Le système développé par les chercheurs de l'Université nationale de Singapour (NUS) exploite un phénomène connu sous le nom d'« écoulement en piston » ou plug flow . Concrètement, des gouttes de pluie pénétrant dans des tubes verticaux de seulement deux millimètres de diamètre (plus fins qu'un câble USB) où elles s'alternent avec des poches d'air. À l'intérieur, les gouttes glissent sur une surface conductrice composée d'un polymère spécial et d'acier inoxydable. Ce contact provoque une séparation des charges électriques naturellement portées par chaque goutte, charges ensuite récupérées par des électrodes placées à la base du dispositif.

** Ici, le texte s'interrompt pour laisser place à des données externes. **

//! Server-side sessions.
//!
//! A session caches the user record fetched at login (and after every favorites
//! change) under a random token. The token is the only thing the browser holds; it
//! travels in the identity cookie. Entries carry an expiry that is checked on every
//! read.

use crate::error::Result;
use crate::model::User;
use chrono::{Duration, Utc};
use log::debug;
use serde::{Deserialize, Serialize};
use uuid::Uuid;

const SESSIONS: &[u8] = b"sessions";

#[derive(Serialize, Deserialize)]
struct SessionEntry {
    user: User,
    /// Unix timestamp, seconds.
    expires_at: i64,
}

impl SessionEntry {
    fn is_expired(&self, now: i64) -> bool {
        self.expires_at <= now
    }
}

#[derive(Clone)]
pub struct SessionStore {
    tree: sled::Tree,
    ttl: Duration,
}

impl SessionStore {
    pub fn open(db: &sled::Db, ttl: Duration) -> Result<Self> {
        Ok(SessionStore {
            tree: db.open_tree(SESSIONS)?,
            ttl,
        })
    }

    /// Starts a session for `user` and returns its token.
    pub fn create(&self, user: &User) -> Result<String> {
        let token = Uuid::new_v4().to_string();
        let entry = SessionEntry {
            user: user.clone(),
            expires_at: (Utc::now() + self.ttl).timestamp(),
        };
        self.tree
            .insert(token.as_bytes(), bincode::serialize(&entry)?)?;
        debug!("session started for {}", user.username);
        Ok(token)
    }

    pub fn load(&self, token: &str) -> Result<Option<User>> {
        Ok(self.live_entry(token)?.map(|entry| entry.user))
    }

    /// Overwrites the cached record. Returns `false` when the session is gone.
    pub fn save(&self, token: &str, user: &User) -> Result<bool> {
        match self.live_entry(token)? {
            Some(mut entry) => {
                entry.user = user.clone();
                self.tree
                    .insert(token.as_bytes(), bincode::serialize(&entry)?)?;
                Ok(true)
            }
            None => Ok(false),
        }
    }

    pub fn clear(&self, token: &str) -> Result<()> {
        self.tree.remove(token.as_bytes())?;
        Ok(())
    }

    /// Drops every expired session, returning how many were removed.
    pub fn purge_expired(&self) -> Result<usize> {
        let now = Utc::now().timestamp();
        let mut removed = 0;
        for item in self.tree.iter() {
            let (key, data) = item?;
            let entry: SessionEntry = bincode::deserialize(&data)?;
            if entry.is_expired(now) {
                self.tree.remove(key)?;
                removed += 1;
            }
        }
        Ok(removed)
    }

    fn live_entry(&self, token: &str) -> Result<Option<SessionEntry>> {
        let data = match self.tree.get(token.as_bytes())? {
            Some(data) => data,
            None => return Ok(None),
        };
        let entry: SessionEntry = bincode::deserialize(&data)?;
        if entry.is_expired(Utc::now().timestamp()) {
            debug!("session for {} expired", entry.user.username);
            self.tree.remove(token.as_bytes())?;
            return Ok(None);
        }
        Ok(Some(entry))
    }
}

#[cfg(test)]
mod tests {
    use super::*;
    use crate::database::tests::temporary_db;
    use crate::model::{FavoriteEntry, RecordId};

    fn user() -> User {
        User {
            id: RecordId::from(1),
            username: "ann".to_owned(),
            email: "ann@example.com".to_owned(),
            password: "hash".to_owned(),
            favorites: Vec::new(),
        }
    }

    #[test]
    fn create_load_clear() {
        let db = temporary_db();
        let sessions = SessionStore::open(&db, Duration::hours(1)).unwrap();
        let token = sessions.create(&user()).unwrap();
        assert_eq!(sessions.load(&token).unwrap(), Some(user()));
        sessions.clear(&token).unwrap();
        assert_eq!(sessions.load(&token).unwrap(), None);
        sessions.clear(&token).unwrap();
    }

    #[test]
    fn save_overwrites_cached_user() {
        let db = temporary_db();
        let sessions = SessionStore::open(&db, Duration::hours(1)).unwrap();
        let token = sessions.create(&user()).unwrap();
        let mut updated = user();
        updated.favorites.push(FavoriteEntry {
            id: 278,
            title: "The Shawshank Redemption".to_owned(),
            poster_path: None,
            release_date: None,
            vote_average: 8.7,
        });
        assert!(sessions.save(&token, &updated).unwrap());
        assert_eq!(sessions.load(&token).unwrap(), Some(updated));
    }

    #[test]
    fn save_to_missing_session_is_ignored() {
        let db = temporary_db();
        let sessions = SessionStore::open(&db, Duration::hours(1)).unwrap();
        assert!(!sessions.save("nope", &user()).unwrap());
        assert_eq!(sessions.load("nope").unwrap(), None);
    }

    #[test]
    fn expired_sessions_are_absent() {
        let db = temporary_db();
        let sessions = SessionStore::open(&db, Duration::seconds(-1)).unwrap();
        let token = sessions.create(&user()).unwrap();
        assert_eq!(sessions.load(&token).unwrap(), None);
        assert!(db.open_tree(SESSIONS).unwrap().is_empty());
    }

    #[test]
    fn purge_removes_only_expired() {
        let db = temporary_db();
        let stale = SessionStore::open(&db, Duration::seconds(-1)).unwrap();
        let fresh = SessionStore::open(&db, Duration::hours(1)).unwrap();
        stale.create(&user()).unwrap();
        stale.create(&user()).unwrap();
        let token = fresh.create(&user()).unwrap();
        assert_eq!(fresh.purge_expired().unwrap(), 2);
        assert_eq!(fresh.load(&token).unwrap(), Some(user()));
    }
}
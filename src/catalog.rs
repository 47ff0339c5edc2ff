//! Read-only client for the movie catalog (TMDB v3 API).

use crate::error::{AppError, Result};
use crate::filter::MovieFilter;
use crate::model::*;
use log::debug;
use reqwest::Client;
use serde::de::DeserializeOwned;
use serde::{Deserialize, Serialize};
use std::time::Duration;

const SERVICE: &str = "catalog";
/// The catalog refuses to serve pages beyond this one.
pub const MAX_PAGES: u32 = 500;
pub const CAST_LIMIT: usize = 5;

pub struct CatalogClient {
    client: Client,
    base_url: String,
    api_key: String,
    language: String,
}

#[derive(Deserialize)]
struct GenreList {
    genres: Vec<Genre>,
}

#[derive(Deserialize)]
struct Credits {
    #[serde(default)]
    cast: Vec<CastMember>,
}

#[derive(Deserialize)]
struct Videos {
    #[serde(default)]
    results: Vec<Video>,
}

#[derive(Serialize, Debug)]
pub struct MovieDetails {
    pub movie: MovieDetail,
    pub cast: Vec<CastMember>,
    pub trailer_url: Option<String>,
}

impl CatalogClient {
    pub fn new(base_url: &str, api_key: &str, language: &str, timeout: Duration) -> Result<Self> {
        let client = Client::builder()
            .timeout(timeout)
            .build()
            .map_err(|err| AppError::network(SERVICE, err))?;
        Ok(CatalogClient {
            client,
            base_url: base_url.trim_end_matches('/').to_owned(),
            api_key: api_key.to_owned(),
            language: language.to_owned(),
        })
    }

    async fn get<T: DeserializeOwned>(&self, path: &str, params: &[(&str, String)]) -> Result<T> {
        let response = self
            .client
            .get(format!("{}{}", self.base_url, path))
            .query(&[("api_key", &self.api_key), ("language", &self.language)])
            .query(params)
            .send()
            .await
            .map_err(|err| AppError::network(SERVICE, err))?;
        let status = response.status();
        if status == reqwest::StatusCode::NOT_FOUND {
            return Err(AppError::NotFound(format!("Catalog resource {}", path)));
        }
        if !status.is_success() {
            debug!("{} {} answered {}", SERVICE, path, status);
            return Err(AppError::Server {
                service: SERVICE,
                status: status.as_u16(),
            });
        }
        response
            .json()
            .await
            .map_err(|err| AppError::network(SERVICE, err))
    }

    pub async fn trending(&self) -> Result<Vec<MovieSummary>> {
        let page: MoviePage = self.get("/trending/movie/week", &[]).await?;
        Ok(page.results)
    }

    pub async fn search(&self, query: &str, page: u32) -> Result<MoviePage> {
        let params = [("query", query.to_owned()), ("page", page.to_string())];
        self.get("/search/movie", &params).await.map(clamp_pages)
    }

    pub async fn discover(&self, filter: &MovieFilter, page: u32) -> Result<MoviePage> {
        let mut params = vec![("page", page.to_string())];
        params.extend(filter.discover_params());
        self.get("/discover/movie", &params).await.map(clamp_pages)
    }

    pub async fn genres(&self) -> Result<Vec<Genre>> {
        let list: GenreList = self.get("/genre/movie/list", &[]).await?;
        Ok(list.genres)
    }

    pub async fn movie(&self, id: u64) -> Result<MovieDetail> {
        self.get(&format!("/movie/{}", id), &[]).await
    }

    pub async fn credits(&self, id: u64) -> Result<Vec<CastMember>> {
        let credits: Credits = self.get(&format!("/movie/{}/credits", id), &[]).await?;
        Ok(credits.cast)
    }

    pub async fn videos(&self, id: u64) -> Result<Vec<Video>> {
        let videos: Videos = self.get(&format!("/movie/{}/videos", id), &[]).await?;
        Ok(videos.results)
    }

    /// Movie, credits and videos fetched concurrently. Any failure fails the whole.
    pub async fn details(&self, id: u64) -> Result<MovieDetails> {
        let (movie, cast, videos) =
            tokio::try_join!(self.movie(id), self.credits(id), self.videos(id))?;
        Ok(assemble_details(movie, cast, videos))
    }
}

fn clamp_pages(mut page: MoviePage) -> MoviePage {
    page.total_pages = page.total_pages.min(MAX_PAGES);
    page
}

fn assemble_details(movie: MovieDetail, mut cast: Vec<CastMember>, videos: Vec<Video>) -> MovieDetails {
    cast.truncate(CAST_LIMIT);
    let trailer_url = videos
        .iter()
        .find(|video| video.is_youtube_trailer())
        .map(|video| format!("{}{}", TRAILER_BASE_URL, video.key));
    MovieDetails {
        movie,
        cast,
        trailer_url,
    }
}
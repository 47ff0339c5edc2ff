//! Favorites live as a denormalized list on the user record, so every change is a
//! read-modify-write of that list: re-read the record, edit the list, patch it back,
//! then refresh the session. Concurrent writers for the same user race and the last
//! patch wins.

use crate::database::RecordStore;
use crate::error::{AppError, Result};
use crate::model::{FavoriteEntry, RecordId, User};
use crate::session::SessionStore;
use log::{debug, warn};

#[derive(Debug, Clone)]
pub enum Intent {
    Add(FavoriteEntry),
    Remove(u64),
    Toggle(FavoriteEntry),
}

impl Intent {
    fn movie_id(&self) -> u64 {
        match self {
            Intent::Add(entry) | Intent::Toggle(entry) => entry.id,
            Intent::Remove(id) => *id,
        }
    }
}

#[derive(Debug, PartialEq)]
pub struct Applied {
    pub favorites: Vec<FavoriteEntry>,
    pub favorited: bool,
    pub changed: bool,
}

/// Computes the favorites list after `intent`. Never introduces a duplicate id.
pub fn apply(favorites: &[FavoriteEntry], intent: &Intent) -> Applied {
    let movie_id = intent.movie_id();
    let position = favorites.iter().position(|fav| fav.id == movie_id);
    let mut favorites = favorites.to_vec();
    match (intent, position) {
        (Intent::Add(entry), None) | (Intent::Toggle(entry), None) => {
            favorites.push(entry.clone());
            Applied {
                favorites,
                favorited: true,
                changed: true,
            }
        }
        (Intent::Remove(_), Some(index)) | (Intent::Toggle(_), Some(index)) => {
            favorites.remove(index);
            Applied {
                favorites,
                favorited: false,
                changed: true,
            }
        }
        (Intent::Add(_), Some(_)) => Applied {
            favorites,
            favorited: true,
            changed: false,
        },
        (Intent::Remove(_), None) => Applied {
            favorites,
            favorited: false,
            changed: false,
        },
    }
}

#[derive(Debug)]
pub struct Membership {
    pub favorited: bool,
    /// The record as it now stands in the store, also cached in the session.
    pub user: User,
}

pub struct FavoritesSynchronizer<'a> {
    records: &'a dyn RecordStore,
    sessions: &'a SessionStore,
}

impl<'a> FavoritesSynchronizer<'a> {
    pub fn new(records: &'a dyn RecordStore, sessions: &'a SessionStore) -> Self {
        FavoritesSynchronizer { records, sessions }
    }

    pub async fn toggle(
        &self,
        token: &str,
        user_id: &RecordId,
        entry: FavoriteEntry,
    ) -> Result<Membership> {
        self.sync(token, user_id, Intent::Toggle(entry)).await
    }

    pub async fn add(
        &self,
        token: &str,
        user_id: &RecordId,
        entry: FavoriteEntry,
    ) -> Result<Membership> {
        self.sync(token, user_id, Intent::Add(entry)).await
    }

    pub async fn remove(&self, token: &str, user_id: &RecordId, movie_id: u64) -> Result<Membership> {
        self.sync(token, user_id, Intent::Remove(movie_id)).await
    }

    /// Membership according to the store, not the session cache.
    pub async fn is_favorite(&self, user_id: &RecordId, movie_id: u64) -> Result<bool> {
        let user = self.records.get_user_by_id(user_id).await?;
        Ok(user.has_favorite(movie_id))
    }

    async fn sync(&self, token: &str, user_id: &RecordId, intent: Intent) -> Result<Membership> {
        let current = self
            .records
            .get_user_by_id(user_id)
            .await
            .map_err(sync_failed)?;
        let applied = apply(&current.favorites, &intent);
        let user = if applied.changed {
            self.records
                .patch_user_favorites(user_id, &applied.favorites)
                .await
                .map_err(sync_failed)?
        } else {
            debug!("favorites of user {} already up to date", user_id);
            current
        };
        if !self.sessions.save(token, &user)? {
            warn!("session ended while updating favorites of user {}", user_id);
        }
        Ok(Membership {
            favorited: applied.favorited,
            user,
        })
    }
}

fn sync_failed(err: AppError) -> AppError {
    warn!("favorites sync failed: {}", err);
    AppError::FavoritesSync(Box::new(err))
}
/// Free-text searches are filtered here; plain browsing lets the catalog filter.
async fn movies(
    params: web::Query<SearchParams>,
    records: Records,
    catalog: Catalog,
) -> actix_web::Result<HttpResponse> {
    let filter = params.filter();
    let page = params.page();
    if params.is_new_search() {
        record_search(records.get_ref(), &params).await;
    }
    let mut result = match params.query() {
        Some(query) => {
            let mut result = catalog.search(query, page).await?;
            result.results = filter.apply(result.results);
            result
        }
        None => catalog.discover(&filter, page).await?,
    };
    result.results = dedup_movies(result.results);
    Ok(HttpResponse::Ok().json(result))
}

async fn recent_searches(records: Records) -> actix_web::Result<HttpResponse> {
    let searches = records.recent_searches(RECENT_SEARCHES).await?;
    Ok(HttpResponse::Ok().json(searches))
}

async fn genres(catalog: Catalog) -> actix_web::Result<HttpResponse> {
    Ok(HttpResponse::Ok().json(catalog.genres().await?))
}

#[derive(Serialize)]
struct MovieDetailsView {
    #[serde(flatten)]
    details: MovieDetails,
    /// Absent for anonymous visitors or when the store could not be asked.
    is_favorite: Option<bool>,
}

async fn favorite_state(
    records: &dyn RecordStore,
    sessions: &SessionStore,
    state: &AuthState,
    movie_id: u64,
) -> Option<bool> {
    match state {
        AuthState::Authenticated { user, .. } => {
            match FavoritesSynchronizer::new(records, sessions)
                .is_favorite(&user.id, movie_id)
                .await
            {
                Ok(favorited) => Some(favorited),
                Err(err) => {
                    warn!("Error checking favorites: {}", err);
                    None
                }
            }
        }
        AuthState::Anonymous => None,
    }
}

async fn movie_details(
    path: web::Path<u64>,
    id: Option<Identity>,
    records: Records,
    sessions: Sessions,
    catalog: Catalog,
) -> actix_web::Result<HttpResponse> {
    let movie_id = path.into_inner();
    let state = auth_state(&sessions, id.as_ref())?;
    let (details, is_favorite) = tokio::join!(
        catalog.details(movie_id),
        favorite_state(records.get_ref(), &sessions, &state, movie_id)
    );
    Ok(HttpResponse::Ok().json(MovieDetailsView {
        details: details?,
        is_favorite,
    }))
}

#[derive(Serialize)]
struct FavoriteView<'a> {
    #[serde(flatten)]
    entry: &'a FavoriteEntry,
    poster_url: String,
    year: Option<&'a str>,
}

impl<'a> From<&'a FavoriteEntry> for FavoriteView<'a> {
    fn from(entry: &'a FavoriteEntry) -> Self {
        FavoriteView {
            entry,
            poster_url: entry.poster_url(),
            year: entry.release_year(),
        }
    }
}

async fn favorites(
    id: Option<Identity>,
    records: Records,
    sessions: Sessions,
) -> actix_web::Result<HttpResponse> {
    let (_token, user) = require_user(&sessions, id.as_ref(), None)?;
    let current = records.get_user_by_id(&user.id).await?;
    let view: Vec<FavoriteView> = current.favorites.iter().map(FavoriteView::from).collect();
    Ok(HttpResponse::Ok().json(view))
}

#[derive(Serialize)]
struct MembershipView {
    movie_id: u64,
    favorited: bool,
    message: &'static str,
}

impl MembershipView {
    fn new(movie_id: u64, membership: &Membership) -> Self {
        MembershipView {
            movie_id,
            favorited: membership.favorited,
            message: if membership.favorited {
                "Added to favorites!"
            } else {
                "Removed from favorites!"
            },
        }
    }
}

async fn toggle_favorite(
    path: web::Path<u64>,
    id: Option<Identity>,
    records: Records,
    sessions: Sessions,
    catalog: Catalog,
) -> actix_web::Result<HttpResponse> {
    let movie_id = path.into_inner();
    let (token, user) = require_user(&sessions, id.as_ref(), Some(movie_id))?;
    let movie = catalog.movie(movie_id).await?;
    let membership = FavoritesSynchronizer::new(records.get_ref(), &sessions)
        .toggle(&token, &user.id, FavoriteEntry::from(&movie))
        .await?;
    Ok(HttpResponse::Ok().json(MembershipView::new(movie_id, &membership)))
}

async fn add_favorite(
    path: web::Path<u64>,
    id: Option<Identity>,
    records: Records,
    sessions: Sessions,
    catalog: Catalog,
) -> actix_web::Result<HttpResponse> {
    let movie_id = path.into_inner();
    let (token, user) = require_user(&sessions, id.as_ref(), Some(movie_id))?;
    let movie = catalog.movie(movie_id).await?;
    let membership = FavoritesSynchronizer::new(records.get_ref(), &sessions)
        .add(&token, &user.id, FavoriteEntry::from(&movie))
        .await?;
    Ok(HttpResponse::Ok().json(MembershipView::new(movie_id, &membership)))
}

async fn remove_favorite(
    path: web::Path<u64>,
    id: Option<Identity>,
    records: Records,
    sessions: Sessions,
) -> actix_web::Result<HttpResponse> {
    let movie_id = path.into_inner();
    let (token, user) = require_user(&sessions, id.as_ref(), Some(movie_id))?;
    let membership = FavoritesSynchronizer::new(records.get_ref(), &sessions)
        .remove(&token, &user.id, movie_id)
        .await?;
    Ok(HttpResponse::Ok().json(MembershipView::new(movie_id, &membership)))
}

pub fn configure(cfg: &mut web::ServiceConfig) {
    cfg.route("/login", web::post().to(login_post))
        .route("/register", web::post().to(register_post))
        .route("/logout", web::post().to(logout))
        .service(
            web::scope("/api")
                .route("/session", web::get().to(session))
                .route("/movies/trending", web::get().to(trending))
                .route("/movies", web::get().to(movies))
                .route("/movies/{id}", web::get().to(movie_details))
                .route("/genres", web::get().to(genres))
                .route("/searches/recent", web::get().to(recent_searches))
                .route("/favorites", web::get().to(favorites))
                .route("/favorites/{id}", web::put().to(add_favorite))
                .route("/favorites/{id}", web::delete().to(remove_favorite))
                .route("/favorites/{id}/toggle", web::post().to(toggle_favorite)),
        );
}

#[cfg(test)]
mod tests {
    use super::*;
    use crate::database::tests::temporary_db;
    use actix_identity::IdentityMiddleware;
    use actix_web::cookie::Cookie;
    use actix_web::http::StatusCode;
    use actix_web::{test, App};
    use serde_json::{json, Value};
    use std::sync::Arc;
    use std::time::Duration;

    macro_rules! test_app {
        ($db:expr) => {{
            let db: sled::Db = $db;
            let records: Records =
                web::Data::from(Arc::new(db.clone()) as Arc<dyn RecordStore>);
            let sessions =
                web::Data::new(SessionStore::open(&db, chrono::Duration::hours(1)).unwrap());
            // Never contacted by these tests.
            let catalog = web::Data::new(
                CatalogClient::new("http://127.0.0.1:9", "key", "en-US", Duration::from_secs(1))
                    .unwrap(),
            );
            test::init_service(
                App::new()
                    .wrap(IdentityMiddleware::default())
                    .wrap(session_middleware(Key::generate()))
                    .app_data(records)
                    .app_data(sessions)
                    .app_data(catalog)
                    .app_data(web::Data::new(Settings { bcrypt_cost: 4 }))
                    .configure(configure),
            )
            .await
        }};
    }

    fn auth_cookie(resp: &actix_web::dev::ServiceResponse) -> Cookie<'static> {
        resp.response()
            .cookies()
            .find(|cookie| cookie.name() == "auth-cookie")
            .expect("auth cookie")
            .into_owned()
    }

    fn registration() -> Value {
        json!({
            "username": "ann",
            "email": "ann@example.com",
            "password": "secret",
            "confirmPassword": "secret"
        })
    }

    #[actix_rt::test]
    async fn register_login_logout() {
        let app = test_app!(temporary_db());

        let req = test::TestRequest::post()
            .uri("/register")
            .set_json(registration())
            .to_request();
        let resp = test::call_service(&app, req).await;
        assert_eq!(resp.status(), StatusCode::FOUND);
        assert_eq!(resp.headers().get(header::LOCATION).unwrap(), "/login");

        let req = test::TestRequest::post()
            .uri("/login")
            .set_json(json!({"username": "ann", "password": "secret", "next": "/movie/550"}))
            .to_request();
        let resp = test::call_service(&app, req).await;
        assert_eq!(resp.status(), StatusCode::FOUND);
        assert_eq!(resp.headers().get(header::LOCATION).unwrap(), "/movie/550");
        let cookie = auth_cookie(&resp);

        let req = test::TestRequest::get()
            .uri("/api/session")
            .cookie(cookie.clone())
            .to_request();
        let profile: Value = test::call_and_read_body_json(&app, req).await;
        assert_eq!(profile["username"], "ann");
        assert!(profile.get("password").is_none());

        let req = test::TestRequest::post()
            .uri("/logout")
            .cookie(cookie.clone())
            .to_request();
        let resp = test::call_service(&app, req).await;
        assert_eq!(resp.status(), StatusCode::FOUND);

        // The old cookie no longer maps to a session.
        let req = test::TestRequest::get()
            .uri("/api/session")
            .cookie(cookie)
            .to_request();
        let resp = test::call_service(&app, req).await;
        assert_eq!(resp.status(), StatusCode::UNAUTHORIZED);
    }

    #[actix_rt::test]
    async fn bad_login_is_unauthorized() {
        let app = test_app!(temporary_db());
        let req = test::TestRequest::post()
            .uri("/register")
            .set_json(registration())
            .to_request();
        test::call_service(&app, req).await;

        let req = test::TestRequest::post()
            .uri("/login")
            .set_json(json!({"username": "ann", "password": "nope"}))
            .to_request();
        let resp = test::call_service(&app, req).await;
        assert_eq!(resp.status(), StatusCode::UNAUTHORIZED);
    }

    #[actix_rt::test]
    async fn failed_login_keeps_existing_session() {
        let app = test_app!(temporary_db());
        let req = test::TestRequest::post()
            .uri("/register")
            .set_json(registration())
            .to_request();
        test::call_service(&app, req).await;

        let req = test::TestRequest::post()
            .uri("/login")
            .set_json(json!({"username": "ann", "password": "secret"}))
            .to_request();
        let cookie = auth_cookie(&test::call_service(&app, req).await);

        let req = test::TestRequest::post()
            .uri("/login")
            .cookie(cookie.clone())
            .set_json(json!({"username": "ann", "password": "wrong"}))
            .to_request();
        let resp = test::call_service(&app, req).await;
        assert_eq!(resp.status(), StatusCode::UNAUTHORIZED);

        let req = test::TestRequest::get()
            .uri("/api/session")
            .cookie(cookie)
            .to_request();
        let resp = test::call_service(&app, req).await;
        assert_eq!(resp.status(), StatusCode::OK);
    }

    #[actix_rt::test]
    async fn duplicate_registration_conflicts() {
        let app = test_app!(temporary_db());
        for expected in [StatusCode::FOUND, StatusCode::CONFLICT] {
            let req = test::TestRequest::post()
                .uri("/register")
                .set_json(registration())
                .to_request();
            assert_eq!(test::call_service(&app, req).await.status(), expected);
        }
    }

    #[actix_rt::test]
    async fn anonymous_favorites_point_to_login() {
        let app = test_app!(temporary_db());
        let req = test::TestRequest::post()
            .uri("/api/favorites/550/toggle")
            .to_request();
        let resp = test::call_service(&app, req).await;
        assert_eq!(resp.status(), StatusCode::UNAUTHORIZED);
        let body: Value = test::read_body_json(resp).await;
        assert_eq!(body["login"], "/login?next=/movie/550");
    }

    #[actix_rt::test]
    async fn remove_and_list_favorites() {
        let db = temporary_db();
        let app = test_app!(db.clone());

        let req = test::TestRequest::post()
            .uri("/register")
            .set_json(registration())
            .to_request();
        test::call_service(&app, req).await;
        let user = db.find_users_by_username("ann").await.unwrap().remove(0);
        let entry = |id: u64| FavoriteEntry {
            id,
            title: format!("Movie {}", id),
            poster_path: None,
            release_date: Some("2008-07-18".to_owned()),
            vote_average: 8.5,
        };
        db.patch_user_favorites(&user.id, &[entry(1), entry(2)])
            .await
            .unwrap();

        let req = test::TestRequest::post()
            .uri("/login")
            .set_json(json!({"username": "ann", "password": "secret"}))
            .to_request();
        let cookie = auth_cookie(&test::call_service(&app, req).await);

        let req = test::TestRequest::delete()
            .uri("/api/favorites/2")
            .cookie(cookie.clone())
            .to_request();
        let body: Value = test::call_and_read_body_json(&app, req).await;
        assert_eq!(body["favorited"], false);
        assert_eq!(body["message"], "Removed from favorites!");

        let req = test::TestRequest::get()
            .uri("/api/favorites")
            .cookie(cookie)
            .to_request();
        let body: Value = test::call_and_read_body_json(&app, req).await;
        assert_eq!(body.as_array().unwrap().len(), 1);
        assert_eq!(body[0]["id"], 1);
        assert_eq!(body[0]["year"], "2008");
        assert_eq!(body[0]["poster_url"], POSTER_PLACEHOLDER_URL);
    }

    #[actix_rt::test]
    async fn recent_searches_are_listed() {
        let db = temporary_db();
        for query in ["alien", "heat"] {
            db.create_search(NewSearch {
                query: query.to_owned(),
                genre: String::new(),
                year: String::new(),
                rating: String::new(),
                timestamp: Utc::now(),
            })
            .await
            .unwrap();
        }
        let app = test_app!(db);
        let req = test::TestRequest::get()
            .uri("/api/searches/recent")
            .to_request();
        let body: Value = test::call_and_read_body_json(&app, req).await;
        assert_eq!(body.as_array().unwrap().len(), 2);
    }
}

Les résultats sont remarquables, le système convertit en électricité plus de 10% de l'énergie cinétique des gouttes, soit une densité de puissance d'environ 100 W/m². Ce rendement est 5 fois supérieur à celui d'un écoulement d'eau continu classique. Lors des tests en laboratoire, deux tubes suffisent à alimenter 12 ampoules LED pendant 20 secondes consécutives. L'installation sur les toits de bâtiments constituerait l'application la plus immédiate, notamment dans les villes tropicales exposées à des intervalles réguliers. Les chercheurs soulignent que le système est encore plus performant lorsque les gouttes s'écoulent lentement, ce qui suggère un potentiel encore plus grand en conditions réelles.

Cette avancée, bien qu'en phase expérimentale, dessine les contours d'un futur où chaque averse pourrait contribuer à l'alimentation électrique des villes.